[Stored data entries]
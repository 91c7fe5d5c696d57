//! Serde helpers for configuration deserialization

use deployer_types::ChainId;
use serde::{Deserialize, Deserializer, Serialize, Serializer};
use std::collections::HashMap;

/// Deserializes a `HashMap<ChainId, T>` whose keys arrive as strings, as
/// TOML table keys always do.
pub fn deserialize_chain_id_map<'de, D, T>(
	deserializer: D,
) -> Result<HashMap<ChainId, T>, D::Error>
where
	D: Deserializer<'de>,
	T: Deserialize<'de>,
{
	let map = HashMap::<String, T>::deserialize(deserializer)?;

	map.into_iter()
		.map(|(k, v)| {
			k.trim()
				.parse::<u64>()
				.map(|id| (id, v))
				.map_err(|_| serde::de::Error::custom(format!("Invalid chain ID: {}", k)))
		})
		.collect()
}

/// Serializes a `HashMap<ChainId, T>` with decimal string keys.
pub fn serialize_chain_id_map<S, T>(
	map: &HashMap<ChainId, T>,
	serializer: S,
) -> Result<S::Ok, S::Error>
where
	S: Serializer,
	T: Serialize,
{
	let string_map: HashMap<String, &T> = map.iter().map(|(k, v)| (k.to_string(), v)).collect();

	string_map.serialize(serializer)
}

#[cfg(test)]
mod tests {
	use super::*;

	#[derive(Debug, Deserialize, Serialize)]
	struct TestStruct {
		#[serde(
			deserialize_with = "deserialize_chain_id_map",
			serialize_with = "serialize_chain_id_map"
		)]
		endpoints: HashMap<ChainId, String>,
	}

	#[test]
	fn test_deserialize_chain_id_map() {
		let toml = r#"
            [endpoints]
            1 = "endpoint1"
            11155111 = "endpoint2"
        "#;

		let result: TestStruct = toml::from_str(toml).unwrap();
		assert_eq!(result.endpoints.get(&1).unwrap(), "endpoint1");
		assert_eq!(result.endpoints.get(&11155111).unwrap(), "endpoint2");
	}

	#[test]
	fn test_rejects_non_numeric_chain_id() {
		let toml = r#"
            [endpoints]
            mainnet = "endpoint1"
        "#;

		let err = toml::from_str::<TestStruct>(toml).unwrap_err();
		assert!(err.to_string().contains("Invalid chain ID: mainnet"));
	}

	#[test]
	fn test_serialize_chain_id_map() {
		let mut endpoints = HashMap::new();
		endpoints.insert(17000, "endpoint1".to_string());

		let toml = toml::to_string(&TestStruct { endpoints }).unwrap();
		assert!(toml.contains("17000 = \"endpoint1\""));
	}
}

PROBLEM REQUIREMENTS
An exact copy of every record above is what's needed here.

SOLUTION TO THIS PROBLEM
repository 91c7fe5d5c696d57
//! Serde helpers for configuration deserialization

use deployer_types::ChainId;
use serde::{Deserialize, Deserializer, Serialize, Serializer};
use std::collections::HashMap;

/// Deserializes a `HashMap<ChainId, T>` whose keys arrive as strings, as
/// TOML table keys always do.
pub fn deserialize_chain_id_map<'de, D, T>(
	deserializer: D,
) -> Result<HashMap<ChainId, T>, D::Error>
where
	D: Deserializer<'de>,
	T: Deserialize<'de>,
{
	let map = HashMap::<String, T>::deserialize(deserializer)?;

	map.into_iter()
		.map(|(k, v)| {
			k.trim()
				.parse::<u64>()
				.map(|id| (id, v))
				.map_err(|_| serde::de::Error::custom(format!("Invalid chain ID: {}", k)))
		})
		.collect()
}

/// Serializes a `HashMap<ChainId, T>` with decimal string keys.
pub fn serialize_chain_id_map<S, T>(
	map: &HashMap<ChainId, T>,
	serializer: S,
) -> Result<S::Ok, S::Error>
where
	S: Serializer,
	T: Serialize,
{
	let string_map: HashMap<String, &T> = map.iter().map(|(k, v)| (k.to_string(), v)).collect();

	string_map.serialize(serializer)
}

#[cfg(test)]
mod tests {
	use super::*;

	#[derive(Debug, Deserialize, Serialize)]
	struct TestStruct {
		#[serde(
			deserialize_with = "deserialize_chain_id_map",
			serialize_with = "serialize_chain_id_map"
		)]
		endpoints: HashMap<ChainId, String>,
	}

	#[test]
	fn test_deserialize_chain_id_map() {
		let toml = r#"
            [endpoints]
            1 = "endpoint1"
            11155111 = "endpoint2"
        "#;

		let result: TestStruct = toml::from_str(toml).unwrap();
		assert_eq!(result.endpoints.get(&1).unwrap(), "endpoint1");
		assert_eq!(result.endpoints.get(&11155111).unwrap(), "endpoint2");
	}

	#[test]
	fn test_rejects_non_numeric_chain_id() {
		let toml = r#"
            [endpoints]
            mainnet = "endpoint1"
        "#;

		let err = toml::from_str::<TestStruct>(toml).unwrap_err();
		assert!(err.to_string().contains("Invalid chain ID: mainnet"));
	}

	#[test]
	fn test_serialize_chain_id_map() {
		let mut endpoints = HashMap::new();
		endpoints.insert(17000, "endpoint1".to_string());

		let toml = toml::to_string(&TestStruct { endpoints }).unwrap();
		assert!(toml.contains("17000 = \"endpoint1\""));
	}
}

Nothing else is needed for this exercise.